One hundred patients with chronic pain (longer than six months) that interfered with their daily living completed the study. They participated in a four-week program that provided them with a review of pain medications and appropriate adjustment or termination of medications, progressively increasing exercise and physical activity, pain coping and relaxation skills, and psychologic, social, family and vocational issues were identified and treated.

In the final week, issues related to relapse were addressed. The facilitator used an example of a gambler and the high-risk behaviors that can lead to relapse. Coping skills were discussed to encourage study subjects to recognize the issue and to find ways to avoid relapse.

Follow up was six months later; the subjects received in the mail a questionnaire asking them if they had met their goals. If the goals were unmet, they rated them according to why. According to the scoring system, a higher score indicated internal causes, rather than external. A GVE was calculated for each unmet goal.

According to the findings, 46 of the 100 patients failed to meet less than one-third of their goals. Thirty eight failed to meet between one-third and two-thirds, and 16 failed to meet more than two-thirds.

The researchers found that the results were consistent with those from previous studies. Patients who live with chronic pain and who don’t meet their objectives, make attributions consistent to the GVE. Interestingly, the attributions differed according to the unmet goal. For example, work and social goals had lower internal attributions than did the other three goals. In fact, work had the highest external attribution because of reasons that were often out of control of the subject.
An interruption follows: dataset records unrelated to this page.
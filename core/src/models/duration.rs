use std::fmt;
use std::str::FromStr;

use serde::de::Error as _;
use serde::{Deserialize, Deserializer, Serialize, Serializer};

/// A duration stored and rendered as a compound unit string (`"1h30m"`,
/// `"5m"`, `"100ms"`). Rendering always produces the canonical form, so a
/// parsed `"5m"` re-renders as `"5m0s"` and task files written by earlier
/// releases load unchanged.
#[derive(Debug, Clone, Copy, Default, PartialEq, Eq, PartialOrd, Ord)]
pub struct Duration(std::time::Duration);

impl Duration {
    pub const ZERO: Duration = Duration(std::time::Duration::ZERO);

    pub fn new(d: std::time::Duration) -> Self {
        Duration(d)
    }

    pub fn is_zero(&self) -> bool {
        self.0.is_zero()
    }

    pub fn as_std(&self) -> std::time::Duration {
        self.0
    }
}

impl From<std::time::Duration> for Duration {
    fn from(d: std::time::Duration) -> Self {
        Duration(d)
    }
}

impl FromStr for Duration {
    type Err = ParseDurationError;

    fn from_str(s: &str) -> Result<Self, Self::Err> {
        let s = s.trim();
        if s.is_empty() {
            return Err(ParseDurationError::Empty);
        }
        // A bare "0" is accepted without a unit.
        if s == "0" {
            return Ok(Duration::ZERO);
        }

        let mut total_nanos: u128 = 0;
        let mut rest = s;
        while !rest.is_empty() {
            let num_end = rest
                .char_indices()
                .find(|(_, c)| !c.is_ascii_digit() && *c != '.')
                .map(|(i, _)| i)
                .unwrap_or(rest.len());
            if num_end == 0 {
                return Err(ParseDurationError::Invalid(s.to_string()));
            }
            let value: f64 = rest[..num_end]
                .parse()
                .map_err(|_| ParseDurationError::Invalid(s.to_string()))?;
            rest = &rest[num_end..];

            let unit_end = rest
                .char_indices()
                .find(|(_, c)| c.is_ascii_digit())
                .map(|(i, _)| i)
                .unwrap_or(rest.len());
            let unit = &rest[..unit_end];
            rest = &rest[unit_end..];

            let scale: u128 = match unit {
                "ns" => 1,
                "us" | "\u{00b5}s" => 1_000,
                "ms" => 1_000_000,
                "s" => 1_000_000_000,
                "m" => 60 * 1_000_000_000,
                "h" => 3_600 * 1_000_000_000,
                _ => return Err(ParseDurationError::UnknownUnit(s.to_string())),
            };
            total_nanos = total_nanos.saturating_add((value * scale as f64) as u128);
        }

        let secs = (total_nanos / 1_000_000_000) as u64;
        let nanos = (total_nanos % 1_000_000_000) as u32;
        Ok(Duration(std::time::Duration::new(secs, nanos)))
    }
}

impl fmt::Display for Duration {
    fn fmt(&self, f: &mut fmt::Formatter<'_>) -> fmt::Result {
        let nanos = self.0.as_nanos();
        if nanos == 0 {
            return write!(f, "0s");
        }
        if nanos < 1_000 {
            return write!(f, "{nanos}ns");
        }
        if nanos < 1_000_000 {
            return write_with_fraction(f, nanos, 1_000, "\u{00b5}s");
        }
        if nanos < 1_000_000_000 {
            return write_with_fraction(f, nanos, 1_000_000, "ms");
        }

        let secs = self.0.as_secs();
        let sub = self.0.subsec_nanos() as u128;
        let hours = secs / 3_600;
        let mins = (secs % 3_600) / 60;
        let s = secs % 60;
        if hours > 0 {
            write!(f, "{hours}h")?;
        }
        if hours > 0 || mins > 0 {
            write!(f, "{mins}m")?;
        }
        write_with_fraction(f, s as u128 * 1_000_000_000 + sub, 1_000_000_000, "s")
    }
}

/// Renders `value / scale` with the fractional part trimmed of trailing
/// zeros, e.g. `1500ms / 1000 -> "1.5s"`, `5000ms / 1000 -> "5s"`.
fn write_with_fraction(
    f: &mut fmt::Formatter<'_>,
    value: u128,
    scale: u128,
    unit: &str,
) -> fmt::Result {
    let whole = value / scale;
    let frac = value % scale;
    if frac == 0 {
        return write!(f, "{whole}{unit}");
    }
    let digits = scale.ilog10() as usize;
    let mut frac_str = format!("{frac:0digits$}");
    while frac_str.ends_with('0') {
        frac_str.pop();
    }
    write!(f, "{whole}.{frac_str}{unit}")
}

impl Serialize for Duration {
    fn serialize<S: Serializer>(&self, serializer: S) -> Result<S::Ok, S::Error> {
        serializer.serialize_str(&self.to_string())
    }
}

impl<'de> Deserialize<'de> for Duration {
    fn deserialize<D: Deserializer<'de>>(deserializer: D) -> Result<Self, D::Error> {
        let s = String::deserialize(deserializer)?;
        if s.is_empty() {
            return Ok(Duration::ZERO);
        }
        s.parse().map_err(D::Error::custom)
    }
}

#[derive(Debug, thiserror::Error)]
pub enum ParseDurationError {
    #[error("empty duration")]
    Empty,
    #[error("invalid duration: {0}")]
    Invalid(String),
    #[error("unknown duration unit in {0:?} (use ns|us|ms|s|m|h)")]
    UnknownUnit(String),
}
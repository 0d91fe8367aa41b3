use std::sync::Mutex;

/// Bounded in-memory capture of child output.
///
/// Lines are appended until the byte cap is reached; past that point the
/// stream readers keep draining the pipes but nothing more is retained.
pub struct OutputCapture {
    inner: Mutex<String>,
    cap: usize,
}

impl OutputCapture {
    pub fn new(cap: usize) -> Self {
        OutputCapture {
            inner: Mutex::new(String::new()),
            cap,
        }
    }

    pub fn push_line(&self, line: &str) {
        let mut buf = self.inner.lock().unwrap();
        if buf.len() < self.cap {
            buf.push_str(line);
            buf.push('\n');
        }
    }

    pub fn snapshot(&self) -> String {
        self.inner.lock().unwrap().clone()
    }
}

/// Returns the last `n` lines of `s`, or all of it when shorter.
///
/// A trailing newline counts as one more (empty) line, matching the tail
/// rendering of earlier releases.
pub fn tail_lines(s: &str, n: usize) -> String {
    let lines: Vec<&str> = s.split('\n').collect();
    if lines.len() <= n {
        return s.to_string();
    }
    lines[lines.len() - n..].join("\n")
}
use tokio::io::AsyncReadExt;
use tokio::sync::mpsc;
use tokio::task::JoinHandle;

/// One captured output line, tagged with the stream it came from.
#[derive(Debug)]
pub(crate) struct LineTap {
    pub line: String,
    pub stream: LineStream,
}

#[derive(Debug, Clone, Copy, PartialEq, Eq)]
pub(crate) enum LineStream {
    Stdout,
    Stderr,
}

/// Reads a child stream to EOF, splitting it into lines and forwarding
/// each as a `LineTap`. The reader must keep draining the pipe even when
/// nothing downstream retains the bytes, so the child never blocks on a
/// full pipe.
pub(crate) fn pump<R>(
    mut rd: R,
    stream: LineStream,
    line_tx: mpsc::Sender<LineTap>,
) -> JoinHandle<()>
where
    R: tokio::io::AsyncRead + Unpin + Send + 'static,
{
    tokio::spawn(async move {
        let mut buf = vec![0u8; 16 * 1024];
        let mut line_buf: Vec<u8> = Vec::with_capacity(8 * 1024);

        loop {
            let n = match rd.read(&mut buf).await {
                Ok(0) => break,
                Ok(n) => n,
                Err(e) => {
                    tracing::debug!(stream = ?stream, error = %e, "stream read ended");
                    break;
                }
            };

            line_buf.extend_from_slice(&buf[..n]);
            while let Some(pos) = line_buf.iter().position(|&b| b == b'\n') {
                let mut one = line_buf.drain(..=pos).collect::<Vec<u8>>();
                trim_newline(&mut one);
                let line = String::from_utf8_lossy(&one).to_string();
                if line_tx.send(LineTap { line, stream }).await.is_err() {
                    return;
                }
            }
        }

        // EOF flush: deliver the last partial line if it doesn't end with '\n'.
        if !line_buf.is_empty() {
            trim_newline(&mut line_buf);
            if !line_buf.is_empty() {
                let line = String::from_utf8_lossy(&line_buf).to_string();
                let _ = line_tx.send(LineTap { line, stream }).await;
            }
        }
    })
}

fn trim_newline(buf: &mut Vec<u8>) {
    if buf.last() == Some(&b'\n') {
        buf.pop();
    }
    if buf.last() == Some(&b'\r') {
        buf.pop();
    }
}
Since the causes of unmet coping skills, medication, and exercise were mostly internal, patients could end up feeling more guilt and self-blame, which could be the beginning of a cycle that resulted in relapse.

The authors wrote, “Teaching patients how to deal with lapses, flare-ups, and set backs is one component of proposed relapse prevention strategies. Other relapse program components include discussion of the importance of adherence, addressing the patient’s understanding of the recommendations, anticipating high-risk situations, encouraging self-monitoring and self-reinforcement, and enlisting the support of others.”
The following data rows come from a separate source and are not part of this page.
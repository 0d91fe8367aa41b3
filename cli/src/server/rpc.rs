//! JSON-RPC 2.0 framing shared by the HTTP and stdio transports.

use serde::{Deserialize, Serialize};
use serde_json::Value;

pub const JSONRPC_VERSION: &str = "2.0";
pub const MCP_PROTOCOL_VERSION: &str = "2024-11-05";

pub const PARSE_ERROR: i64 = -32700;
pub const METHOD_NOT_FOUND: i64 = -32601;
pub const INVALID_PARAMS: i64 = -32602;

#[derive(Debug, Clone, Deserialize)]
pub struct JsonRpcRequest {
    #[serde(default)]
    pub jsonrpc: String,
    #[serde(default)]
    pub id: Option<Value>,
    pub method: String,
    #[serde(default)]
    pub params: Option<Value>,
}

#[derive(Debug, Clone, Serialize)]
pub struct JsonRpcResponse {
    pub jsonrpc: &'static str,
    #[serde(skip_serializing_if = "Option::is_none")]
    pub id: Option<Value>,
    #[serde(skip_serializing_if = "Option::is_none")]
    pub result: Option<Value>,
    #[serde(skip_serializing_if = "Option::is_none")]
    pub error: Option<JsonRpcError>,
}

#[derive(Debug, Clone, Serialize)]
pub struct JsonRpcError {
    pub code: i64,
    pub message: String,
    #[serde(skip_serializing_if = "Option::is_none")]
    pub data: Option<Value>,
}

impl JsonRpcResponse {
    pub fn result(id: Option<Value>, result: Value) -> JsonRpcResponse {
        JsonRpcResponse {
            jsonrpc: JSONRPC_VERSION,
            id,
            result: Some(result),
            error: None,
        }
    }

    pub fn error(
        id: Option<Value>,
        code: i64,
        message: impl Into<String>,
        data: Option<Value>,
    ) -> JsonRpcResponse {
        JsonRpcResponse {
            jsonrpc: JSONRPC_VERSION,
            id,
            result: None,
            error: Some(JsonRpcError {
                code,
                message: message.into(),
                data,
            }),
        }
    }
}
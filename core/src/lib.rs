//! Core domain for the mesnada orchestrator: task model, persistent store,
//! supervisor trait and the dependency-aware scheduler.

pub mod agent;
pub mod config;
pub mod error;
pub mod models;
pub mod orchestrator;
pub mod store;
pub mod util;

pub use agent::{CompletionRx, CompletionTx, Spawner};
pub use error::{AgentError, ConfigError, OrchestratorError, StoreError};
pub use models::{Engine, Task, TaskProgress, TaskStatus};
pub use orchestrator::Orchestrator;
pub use store::FileStore;
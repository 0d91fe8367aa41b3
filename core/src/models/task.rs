use std::collections::HashMap;
use std::fmt;
use std::str::FromStr;

use chrono::{DateTime, Utc};
use serde::{Deserialize, Serialize};

use super::Duration;

/// Lifecycle state of a task.
#[derive(Debug, Clone, Copy, PartialEq, Eq, Hash, Serialize, Deserialize)]
#[serde(rename_all = "lowercase")]
pub enum TaskStatus {
    Pending,
    Running,
    Paused,
    Completed,
    Failed,
    Cancelled,
}

impl TaskStatus {
    /// Terminal states are immutable except for delete/purge.
    pub fn is_terminal(&self) -> bool {
        matches!(
            self,
            TaskStatus::Completed | TaskStatus::Failed | TaskStatus::Cancelled | TaskStatus::Paused
        )
    }
}

impl fmt::Display for TaskStatus {
    fn fmt(&self, f: &mut fmt::Formatter<'_>) -> fmt::Result {
        let s = match self {
            TaskStatus::Pending => "pending",
            TaskStatus::Running => "running",
            TaskStatus::Paused => "paused",
            TaskStatus::Completed => "completed",
            TaskStatus::Failed => "failed",
            TaskStatus::Cancelled => "cancelled",
        };
        f.write_str(s)
    }
}

/// External CLI backend that executes the agent.
#[derive(Debug, Clone, Copy, Default, PartialEq, Eq, Hash, Serialize, Deserialize)]
#[serde(rename_all = "lowercase")]
pub enum Engine {
    #[default]
    Copilot,
    Claude,
    Gemini,
    Opencode,
}

impl Engine {
    pub const ALL: [Engine; 4] = [
        Engine::Copilot,
        Engine::Claude,
        Engine::Gemini,
        Engine::Opencode,
    ];

    pub fn as_str(&self) -> &'static str {
        match self {
            Engine::Copilot => "copilot",
            Engine::Claude => "claude",
            Engine::Gemini => "gemini",
            Engine::Opencode => "opencode",
        }
    }
}

impl fmt::Display for Engine {
    fn fmt(&self, f: &mut fmt::Formatter<'_>) -> fmt::Result {
        f.write_str(self.as_str())
    }
}

impl FromStr for Engine {
    type Err = InvalidEngine;

    fn from_str(s: &str) -> Result<Self, Self::Err> {
        match s {
            "copilot" => Ok(Engine::Copilot),
            "claude" => Ok(Engine::Claude),
            "gemini" => Ok(Engine::Gemini),
            "opencode" => Ok(Engine::Opencode),
            other => Err(InvalidEngine(other.to_string())),
        }
    }
}

#[derive(Debug, thiserror::Error)]
#[error("invalid engine: {0} (valid: copilot, claude, gemini, opencode)")]
pub struct InvalidEngine(pub String);

/// Progress reported by the running agent itself via `set_progress`.
#[derive(Debug, Clone, PartialEq, Serialize, Deserialize)]
pub struct TaskProgress {
    pub percentage: i64,
    pub description: String,
    pub updated_at: DateTime<Utc>,
}

/// A single agent invocation and its lifecycle record.
///
/// Field names match the persisted JSON wire format; a task file written by
/// any earlier release loads unchanged.
#[derive(Debug, Clone, Serialize, Deserialize)]
pub struct Task {
    pub id: String,
    pub prompt: String,
    pub work_dir: String,
    pub status: TaskStatus,
    #[serde(default)]
    pub engine: Engine,
    #[serde(default, skip_serializing_if = "Option::is_none")]
    pub pid: Option<u32>,
    #[serde(default, skip_serializing_if = "String::is_empty")]
    pub output: String,
    #[serde(default, skip_serializing_if = "String::is_empty")]
    pub output_tail: String,
    #[serde(default, skip_serializing_if = "String::is_empty")]
    pub error: String,
    #[serde(default, skip_serializing_if = "Option::is_none")]
    pub exit_code: Option<i32>,
    #[serde(default, skip_serializing_if = "String::is_empty")]
    pub model: String,
    #[serde(default, skip_serializing_if = "String::is_empty")]
    pub log_file: String,
    #[serde(default, skip_serializing_if = "Option::is_none")]
    pub progress: Option<TaskProgress>,
    pub created_at: DateTime<Utc>,
    #[serde(default, skip_serializing_if = "Option::is_none")]
    pub started_at: Option<DateTime<Utc>>,
    #[serde(default, skip_serializing_if = "Option::is_none")]
    pub completed_at: Option<DateTime<Utc>>,
    #[serde(default, skip_serializing_if = "Vec::is_empty")]
    pub dependencies: Vec<String>,
    #[serde(default, skip_serializing_if = "Vec::is_empty")]
    pub tags: Vec<String>,
    #[serde(default, skip_serializing_if = "is_zero")]
    pub priority: i32,
    #[serde(default, skip_serializing_if = "Duration::is_zero")]
    pub timeout: Duration,
    #[serde(default, skip_serializing_if = "String::is_empty")]
    pub mcp_config: String,
    #[serde(default, skip_serializing_if = "Vec::is_empty")]
    pub extra_args: Vec<String>,
}

fn is_zero(v: &i32) -> bool {
    *v == 0
}

impl Task {
    pub fn is_terminal(&self) -> bool {
        self.status.is_terminal()
    }

    pub fn is_running(&self) -> bool {
        self.status == TaskStatus::Running
    }

    pub fn is_pending(&self) -> bool {
        self.status == TaskStatus::Pending
    }

    pub fn to_summary(&self) -> TaskSummary {
        let duration = match (self.started_at, self.completed_at) {
            (Some(start), Some(end)) => {
                let elapsed = (end - start).to_std().unwrap_or_default();
                Duration::new(elapsed).to_string()
            }
            _ => String::new(),
        };
        TaskSummary {
            id: self.id.clone(),
            prompt: truncate(&self.prompt, 100),
            work_dir: self.work_dir.clone(),
            status: self.status,
            created_at: self.created_at,
            completed_at: self.completed_at,
            duration,
        }
    }
}

/// Condensed view of a task for `list_tasks`.
#[derive(Debug, Clone, Serialize, Deserialize)]
pub struct TaskSummary {
    pub id: String,
    pub prompt: String,
    pub work_dir: String,
    pub status: TaskStatus,
    pub created_at: DateTime<Utc>,
    #[serde(default, skip_serializing_if = "Option::is_none")]
    pub completed_at: Option<DateTime<Utc>>,
    #[serde(default, skip_serializing_if = "String::is_empty")]
    pub duration: String,
}

fn truncate(s: &str, max: usize) -> String {
    if s.len() <= max {
        return s.to_string();
    }
    let mut end = max.saturating_sub(3);
    while end > 0 && !s.is_char_boundary(end) {
        end -= 1;
    }
    format!("{}...", &s[..end])
}

/// Request to create a new agent task.
#[derive(Debug, Clone, Default, Deserialize)]
pub struct SpawnRequest {
    pub prompt: String,
    #[serde(default)]
    pub work_dir: String,
    #[serde(default)]
    pub model: String,
    #[serde(default)]
    pub engine: Option<Engine>,
    #[serde(default)]
    pub dependencies: Vec<String>,
    #[serde(default)]
    pub tags: Vec<String>,
    #[serde(default)]
    pub priority: i32,
    #[serde(default)]
    pub timeout: String,
    #[serde(default)]
    pub mcp_config: String,
    #[serde(default)]
    pub extra_args: Vec<String>,
    #[serde(default)]
    pub background: bool,
    #[serde(default)]
    pub include_dependency_logs: bool,
    #[serde(default)]
    pub dependency_log_lines: usize,
}

/// Filter for listing tasks; criteria compose conjunctively.
#[derive(Debug, Clone, Default)]
pub struct ListRequest {
    pub status: Vec<TaskStatus>,
    pub tags: Vec<String>,
    pub limit: usize,
    pub offset: usize,
}

/// Controls how a paused task is resumed.
#[derive(Debug, Clone, Default)]
pub struct ResumeOptions {
    pub prompt: String,
    pub model: String,
    pub background: bool,
    pub timeout: String,
    pub tags: Option<Vec<String>>,
}

/// Aggregate progress entry surfaced by `get_stats`.
#[derive(Debug, Clone, Serialize, Deserialize)]
pub struct TaskProgressInfo {
    pub task_id: String,
    pub percentage: i64,
    pub description: String,
    pub updated_at: DateTime<Utc>,
}

/// Orchestrator statistics: counts by status plus live progress.
#[derive(Debug, Clone, Default, Serialize)]
pub struct Stats {
    pub total: usize,
    pub pending: usize,
    pub running: usize,
    pub paused: usize,
    pub completed: usize,
    pub failed: usize,
    pub cancelled: usize,
    #[serde(skip_serializing_if = "HashMap::is_empty")]
    pub running_progress: HashMap<String, TaskProgressInfo>,
}

#[cfg(test)]
mod tests {
    use super::*;

    fn sample_task() -> Task {
        Task {
            id: "task-abc12345".into(),
            prompt: "do the thing".into(),
            work_dir: "/tmp".into(),
            status: TaskStatus::Completed,
            engine: Engine::Claude,
            pid: Some(4242),
            output: "line one\nline two\n".into(),
            output_tail: "line two\n".into(),
            error: String::new(),
            exit_code: Some(0),
            model: "claude-sonnet-4.5".into(),
            log_file: "/tmp/logs/task-abc12345.log".into(),
            progress: Some(TaskProgress {
                percentage: 80,
                description: "almost".into(),
                updated_at: Utc::now(),
            }),
            created_at: Utc::now(),
            started_at: Some(Utc::now()),
            completed_at: Some(Utc::now()),
            dependencies: vec!["task-00000000".into()],
            tags: vec!["build".into()],
            priority: 3,
            timeout: "5m".parse().unwrap(),
            mcp_config: "@.github/mcp-config.json".into(),
            extra_args: vec!["--verbose".into()],
        }
    }

    #[test]
    fn task_json_round_trip_preserves_every_field() {
        let task = sample_task();
        let json = serde_json::to_string_pretty(&task).unwrap();
        let back: Task = serde_json::from_str(&json).unwrap();

        assert_eq!(back.id, task.id);
        assert_eq!(back.prompt, task.prompt);
        assert_eq!(back.work_dir, task.work_dir);
        assert_eq!(back.status, task.status);
        assert_eq!(back.engine, task.engine);
        assert_eq!(back.pid, task.pid);
        assert_eq!(back.output, task.output);
        assert_eq!(back.output_tail, task.output_tail);
        assert_eq!(back.exit_code, task.exit_code);
        assert_eq!(back.model, task.model);
        assert_eq!(back.log_file, task.log_file);
        assert_eq!(back.progress, task.progress);
        assert_eq!(back.dependencies, task.dependencies);
        assert_eq!(back.tags, task.tags);
        assert_eq!(back.priority, task.priority);
        assert_eq!(back.timeout, task.timeout);
        assert_eq!(back.mcp_config, task.mcp_config);
        assert_eq!(back.extra_args, task.extra_args);
        assert_eq!(back.created_at, task.created_at);
        assert_eq!(back.started_at, task.started_at);
        assert_eq!(back.completed_at, task.completed_at);
    }

    #[test]
    fn status_serializes_lowercase() {
        assert_eq!(
            serde_json::to_string(&TaskStatus::Cancelled).unwrap(),
            "\"cancelled\""
        );
        let status: TaskStatus = serde_json::from_str("\"running\"").unwrap();
        assert_eq!(status, TaskStatus::Running);
    }

    #[test]
    fn terminal_states() {
        assert!(TaskStatus::Completed.is_terminal());
        assert!(TaskStatus::Failed.is_terminal());
        assert!(TaskStatus::Cancelled.is_terminal());
        assert!(TaskStatus::Paused.is_terminal());
        assert!(!TaskStatus::Pending.is_terminal());
        assert!(!TaskStatus::Running.is_terminal());
    }

    #[test]
    fn engine_parse_rejects_unknown() {
        assert_eq!("claude".parse::<Engine>().unwrap(), Engine::Claude);
        let err = "chatgpt".parse::<Engine>().unwrap_err();
        assert!(err.to_string().contains("valid: copilot, claude"));
    }

    #[test]
    fn summary_truncates_long_prompts() {
        let mut task = sample_task();
        task.prompt = "x".repeat(300);
        let summary = task.to_summary();
        assert_eq!(summary.prompt.len(), 100);
        assert!(summary.prompt.ends_with("..."));
    }
}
In conclusion, the authors noted that the use of cognitive-behavioral relapse prevention strategies have been advocated but not followed through. The results of this study suggest that this type of approach would be beneficial for patients with chronic pain.

Chronic pain is an increasing problem in the developed world, however, limited medical resources are causing longer than desirable waiting periods for assessment and treatment for the pain. According to recent statistics, chronic pain affects 15 percent to 29 percent of the general population.
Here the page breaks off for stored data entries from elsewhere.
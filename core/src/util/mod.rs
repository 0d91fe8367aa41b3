mod ring;

pub use ring::{tail_lines, OutputCapture};
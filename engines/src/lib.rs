//! Backend adapters: one spawner per external CLI engine, a shared process
//! host, MCP sidecar translation and the multi-engine supervisor.

mod host;
pub mod manager;
pub mod mcp;
pub mod profile;
mod pump;

pub use host::CliSpawner;
pub use manager::EngineManager;
pub use profile::EngineProfile;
The authors of this article reviewed the access to chronic care treatment and the effects of increasing waiting times.

Researchers reviewed the literature to identify studies that reviewed chronic pain (pain over six months’ duration) and wait time between referral and assessment/treatment. Fourteen trials involved wait times of 10 weeks or less, of which six no changes in patients’ level of chronic pain. Three trials showed patient improvement during the wait, five trials showed deterioration.

Four trials involved wait times of 12 weeks or longer, with only one showing no change in patient status; the remaining trial subjects showed significant deterioration.

Two studies involved waits of up to six months. Both had significant patient deterioration rates.

The authors concluded that waits of six months from time of referral to treatment – which does not include the time between initial presentation of symptoms and referral – is associated with significant deterioration and depression among patients with chronic pain.